To recommend mutations to antibody variable domain sequences, we have simply run the above script separately on the heavy and light chains.
Additional arguments:
--seqpath: filepath where fasta with dms library should be saved (defaults to new subdirectory in outputs directory)
--outpath: output filepath for scores of variant sequences (defaults to new subdirectory in outputs directory)
--chain: chain id for the chain of interest
--n: number of top recommendations to be output (default: n=10)
--maxrep: maximum representation of a single site in the output recommendations (default: maxrep = 1 is a unique set of recommendations where each mutation of a given wildtype residue is recommended at most once)
--upperbound: only residue positions less than the user-defined upperbound are considered for recommendation in the final output (but all positions are still conditioned for scoring)
--order: for multichain conditioning, provides option to specify the order of chains
--offset: integer offset or adjustment for labeling of residue indices encoded in the structure file
--multichain-backbone: use the backbones of all chains in the input for conditioning (default is True)
--singlechain-backbone: use the backbone of only the target chain in the input for conditioning
--nogpu: Do not use GPU even if available
For example, to generate mutations for the heavy chain of LYCoV-1404, we would simply run the following:
python bin/recommend.py examples/7mmo_abc_fvar.pdb \
--chain A --seqpath examples/7mmo_chainA_lib.fasta \
--outpath examples/7mmo_chainA_scores.csv \
--upperbound 109 --offset 1
In this example, we use a pdb structure file with variable regions of both chains of the antibody in complex with the antigen, SARS-CoV-2 receptor binding domain (RBD).
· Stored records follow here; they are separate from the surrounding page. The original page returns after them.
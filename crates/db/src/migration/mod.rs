//! Database migrations.
//!
//! Migrations are managed using sea-orm-migration.

pub use sea_orm_migration::prelude::*;

mod m20260815_000001_initial;

/// Migrator for running database migrations.
pub struct Migrator;

#[async_trait::async_trait]
impl MigratorTrait for Migrator {
    fn migrations() -> Vec<Box<dyn MigrationTrait>> {
        vec![Box::new(m20260815_000001_initial::Migration)]
    }
}
impl ListReceiptsQuery {
    fn page_request(&self) -> PageRequest {
        PageRequest {
            page: self.page.unwrap_or(1).max(1),
            per_page: self.per_page.unwrap_or(10).clamp(1, 100),
        }
    }

    fn filter(self, page: PageRequest) -> ReceiptFilter {
        ReceiptFilter {
            search: self.search,
            date: self.date,
            month: self.month,
            year: self.year,
            page,
        }
    }
}

/// Response for the receipt register with its collection totals.
#[derive(Debug, Serialize)]
pub struct ReceiptListResponse {
    /// The page of receipts, newest first.
    pub data: Vec<ReceiptListItem>,
    /// Pagination metadata.
    pub meta: PageMeta,
    /// Totals over every receipt matching the filter, not just this page.
    pub summary: SummaryResponse,
}

/// One row of the receipt register.
#[derive(Debug, Serialize)]
pub struct ReceiptListItem {
    /// Payment ID.
    pub id: Uuid,
    /// Receipt number.
    pub receipt_no: String,
    /// Collection date as DD-MM-YYYY.
    pub payment_date: String,
    /// Student ID.
    pub student_id: Uuid,
    /// Student name.
    pub student_name: String,
    /// Display course label.
    pub course: String,
    /// Amount collected.
    pub amount: Decimal,
    /// Display label of the payment mode.
    pub payment_mode: String,
    /// Remarks, if any.
    pub remarks: Option<String>,
    /// Amount left to pay after this payment was taken.
    pub remaining_after_this: Decimal,
}

/// Collection totals for the filtered receipts.
#[derive(Debug, Serialize)]
pub struct SummaryResponse {
    /// Number of receipts matched.
    pub receipt_count: u64,
    /// Sum of their amounts.
    pub total_collected: Decimal,
    /// Sum of outstanding fees across the students involved.
    pub total_remaining: Decimal,
}

/// CSV row for the collection register export.
#[derive(Debug, Serialize)]
struct ReceiptCsvRow<'a> {
    #[serde(rename = "Receipt No")]
    receipt_no: &'a str,
    #[serde(rename = "Date")]
    date: String,
    #[serde(rename = "Student")]
    student: &'a str,
    #[serde(rename = "Course")]
    course: &'a str,
    #[serde(rename = "Amount")]
    amount: String,
    #[serde(rename = "Mode")]
    mode: &'a str,
    #[serde(rename = "Remarks")]
    remarks: &'a str,
}

// ============================================================================
// Route Handlers
// ============================================================================

/// GET /receipts - List receipts with filters and collection totals.
async fn list_receipts(
    State(state): State<AppState>,
    Query(query): Query<ListReceiptsQuery>,
) -> impl IntoResponse {
    let repo = FeePaymentRepository::new((*state.db).clone());
    let page = query.page_request();
    let filter = query.filter(page.clone());

    let (rows, total) = match repo.list(filter.clone()).await {
        Ok(result) => result,
        Err(e) => return payment_error_response(e),
    };
    let summary = match repo.summary(&filter).await {
        Ok(summary) => summary,
        Err(e) => return payment_error_response(e),
    };

    let items: Vec<ReceiptListItem> = rows.into_iter().map(receipt_row).collect();
    let PageResponse { data, meta } = PageResponse::new(items, page.page, page.per_page, total);

    (
        StatusCode::OK,
        Json(ReceiptListResponse {
            data,
            meta,
            summary: summary_response(summary),
        }),
    )
        .into_response()
}

/// GET /receipts/{id} - Fetch one receipt for reprinting.
async fn get_receipt(State(state): State<AppState>, Path(id): Path<Uuid>) -> impl IntoResponse {
    let repo = FeePaymentRepository::new((*state.db).clone());

    match repo.find_by_id(id).await {
        Ok(row) => (StatusCode::OK, Json(receipt_response(&state.institute, row))).into_response(),
        Err(e) => payment_error_response(e),
    }
}

/// PUT /receipts/{id} - Amend a receipt's amount, date, or remarks.
async fn amend_receipt(
    State(state): State<AppState>,
    auth: AuthUser,
    Path(id): Path<Uuid>,
    Json(payload): Json<AmendPaymentRequest>,
) -> impl IntoResponse {
    let input = match AmendPaymentInput::new(id, payload.amount, payload.payment_date, payload.remarks)
    {
        Ok(input) => input,
        Err(e) => return ledger_error_response(&e),
    };
    if input.is_noop() {
        return (
            StatusCode::BAD_REQUEST,
            Json(json!({
                "error": "validation_error",
                "message": "No fields to amend"
            })),
        )
            .into_response();
    }

    let repo = FeePaymentRepository::new((*state.db).clone());
    match repo.amend(input).await {
        Ok(row) => {
            info!(
                receipt_no = %row.payment.receipt_no,
                amount = %row.payment.amount,
                amended_by = %auth.user_id(),
                "Receipt amended"
            );
            (StatusCode::OK, Json(receipt_response(&state.institute, row))).into_response()
        }
        Err(e) => payment_error_response(e),
    }
}

/// DELETE /receipts/{id} - Reverse a wrongly entered payment.
async fn reverse_receipt(
    State(state): State<AppState>,
    auth: AuthUser,
    Path(id): Path<Uuid>,
) -> impl IntoResponse {
    let repo = FeePaymentRepository::new((*state.db).clone());

    match repo.reverse(id).await {
        Ok(()) => {
            warn!(payment_id = %id, reversed_by = %auth.user_id(), "Receipt reversed and deleted");
            StatusCode::NO_CONTENT.into_response()
        }
        Err(e) => payment_error_response(e),
    }
}

/// GET /receipts/export - Download the filtered register as CSV.
async fn export_receipts(
    State(state): State<AppState>,
    Query(query): Query<ListReceiptsQuery>,
) -> impl IntoResponse {
    let repo = FeePaymentRepository::new((*state.db).clone());
    let filter = query.filter(PageRequest::default());

    let rows = match repo.export(&filter).await {
        Ok(rows) => rows,
        Err(e) => return payment_error_response(e),
    };

    match receipts_csv(&rows) {
        Ok(bytes) => csv_attachment("receipts.csv", bytes),
        Err(e) => {
            error!(error = %e, "Failed to build receipt CSV");
            (
                StatusCode::INTERNAL_SERVER_ERROR,
                Json(json!({
                    "error": "internal_error",
                    "message": "An error occurred"
                })),
            )
                .into_response()
        }
    }
}

// ============================================================================
// Helpers
// ============================================================================

fn receipt_row(row: PaymentWithStudent) -> ReceiptListItem {
    let mode: PaymentMode = row.payment.payment_mode.into();
    ReceiptListItem {
        id: row.payment.id,
        receipt_no: row.payment.receipt_no,
        payment_date: display_date(&row.payment.payment_date),
        student_id: row.student.id,
        student_name: row.student.full_name,
        course: row.course_name,
        amount: row.payment.amount,
        payment_mode: mode.as_str().to_string(),
        remarks: row.payment.remarks,
        remaining_after_this: row.payment.remaining_after_this,
    }
}

fn summary_response(summary: CollectionSummary) -> SummaryResponse {
    SummaryResponse {
        receipt_count: summary.receipt_count,
        total_collected: summary.total_collected,
        total_remaining: summary.total_remaining,
    }
}

fn receipts_csv(rows: &[PaymentWithStudent]) -> Result<Vec<u8>, csv::Error> {
    let mut writer = csv::Writer::from_writer(Vec::new());
    for row in rows {
        let mode: PaymentMode = row.payment.payment_mode.into();
        writer.serialize(ReceiptCsvRow {
            receipt_no: &row.payment.receipt_no,
            date: display_date(&row.payment.payment_date),
            student: &row.student.full_name,
            course: &row.course_name,
            amount: row.payment.amount.to_string(),
            mode: mode.as_str(),
            remarks: row.payment.remarks.as_deref().unwrap_or(""),
        })?;
    }
    writer.flush()?;
    writer
        .into_inner()
        .map_err(|e| csv::Error::from(std::io::Error::other(e.to_string())))
}

fn display_date(date: &DateTime<FixedOffset>) -> String {
    date.format("%d-%m-%Y").to_string()
}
To obtain recommendations specifically for the heavy chain, we specify chain A. The fasta file containing the library screened in silico and the corresponding output scores file are saved at the indicated paths. To limit the recommendations that are output and exclude mutations predicted in the final framework region, we set the upper bound to 109 (this value will vary for each antibody). Since the first residue is not included in the structure, we specify an offset of 1 to ensure the returned mutations are correctly indexed.
Paper analysis scripts
To reproduce the analysis in the paper, first download and extract data with the commands:
wget https://zenodo.org/record/11260318/files/data.tar.gz
tar xvf data.tar.gz
To evaluate alternate sequence-only and structure-based scoring methods, follow directions here and here for installation instructions.
Citation
Please cite the following publication when referencing this work.
@article {Shanker-struct-evo,
author = {Shanker, Varun and Bruun, Theodora and Hie, Brian and Kim, Peter},
title = {Unsupervised evolution of protein and antibody complexes with a structure-informed language model},
year = {2024},
doi = {10.1126/science.adk8946},
publisher = {American Association for the Advancement of Science},
URL = {https://www.science.org/doi/10.1126/science.adk8946},
journal = {Science}
}
License
This project is licensed under the MIT License - see the LICENSE file for details.